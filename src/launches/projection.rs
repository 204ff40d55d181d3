//! Reduced launch projection.
//!
//! These types deserialize straight from the upstream payload; serde skips
//! every field not listed here, so serializing them back yields the reduced
//! shape the frontend consumes.

use serde::{Deserialize, Deserializer, Serialize};
use serde_json::Value;

/// Page envelope shared by upstream and projected bodies.
#[derive(Debug, Clone, PartialEq, Deserialize, Serialize)]
pub struct LaunchPage {
    pub count: Option<Value>,
    #[serde(default, deserialize_with = "null_as_default")]
    pub results: Vec<LaunchSummary>,
}

// Leaves stay untyped: upstream API versions disagree on their JSON types
// (`image` is a URL in 2.2.0 and an object in 2.3.0) and they are copied
// through as received.

#[derive(Debug, Clone, PartialEq, Deserialize, Serialize)]
pub struct LaunchSummary {
    pub id: Option<Value>,
    pub name: Option<Value>,
    pub net: Option<Value>,
    pub status: Option<LaunchStatus>,
    pub launch_service_provider: Option<ServiceProvider>,
    pub rocket: Option<Rocket>,
    pub mission: Option<Mission>,
    pub pad: Option<Pad>,
    pub image: Option<Value>,
    #[serde(rename = "vidURLs", default, deserialize_with = "null_as_default")]
    pub vid_urls: Vec<Value>,
    pub webcast_live: Option<Value>,
}

#[derive(Debug, Clone, PartialEq, Deserialize, Serialize)]
pub struct LaunchStatus {
    pub id: Option<Value>,
    pub name: Option<Value>,
    pub abbrev: Option<Value>,
    pub description: Option<Value>,
}

#[derive(Debug, Clone, PartialEq, Deserialize, Serialize)]
pub struct ServiceProvider {
    pub name: Option<Value>,
    #[serde(rename = "type", default)]
    pub kind: Option<Value>,
}

#[derive(Debug, Clone, PartialEq, Deserialize, Serialize)]
pub struct Rocket {
    pub configuration: Option<RocketConfiguration>,
}

#[derive(Debug, Clone, PartialEq, Deserialize, Serialize)]
pub struct RocketConfiguration {
    pub name: Option<Value>,
    pub full_name: Option<Value>,
    pub variant: Option<Value>,
}

#[derive(Debug, Clone, PartialEq, Deserialize, Serialize)]
pub struct Mission {
    pub name: Option<Value>,
    pub description: Option<Value>,
    #[serde(rename = "type", default)]
    pub kind: Option<Value>,
    pub orbit: Option<Orbit>,
}

#[derive(Debug, Clone, PartialEq, Deserialize, Serialize)]
pub struct Orbit {
    pub name: Option<Value>,
    pub abbrev: Option<Value>,
}

#[derive(Debug, Clone, PartialEq, Deserialize, Serialize)]
pub struct Pad {
    pub name: Option<Value>,
    pub location: Option<PadLocation>,
}

#[derive(Debug, Clone, PartialEq, Deserialize, Serialize)]
pub struct PadLocation {
    pub name: Option<Value>,
}

fn null_as_default<'de, D, T>(deserializer: D) -> Result<T, D::Error>
where
    D: Deserializer<'de>,
    T: Default + Deserialize<'de>,
{
    Ok(Option::<T>::deserialize(deserializer)?.unwrap_or_default())
}

/// Project an upstream payload into the reduced launch shape.
pub fn project(payload: &[u8]) -> Result<LaunchPage, serde_json::Error> {
    serde_json::from_slice(payload)
}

□ □ □ □ □ □ □

* _Problem to solve_:
Answer with one number only: how many lines in the data contain the word "LaunchStatus"?

* _Problem solution_:
2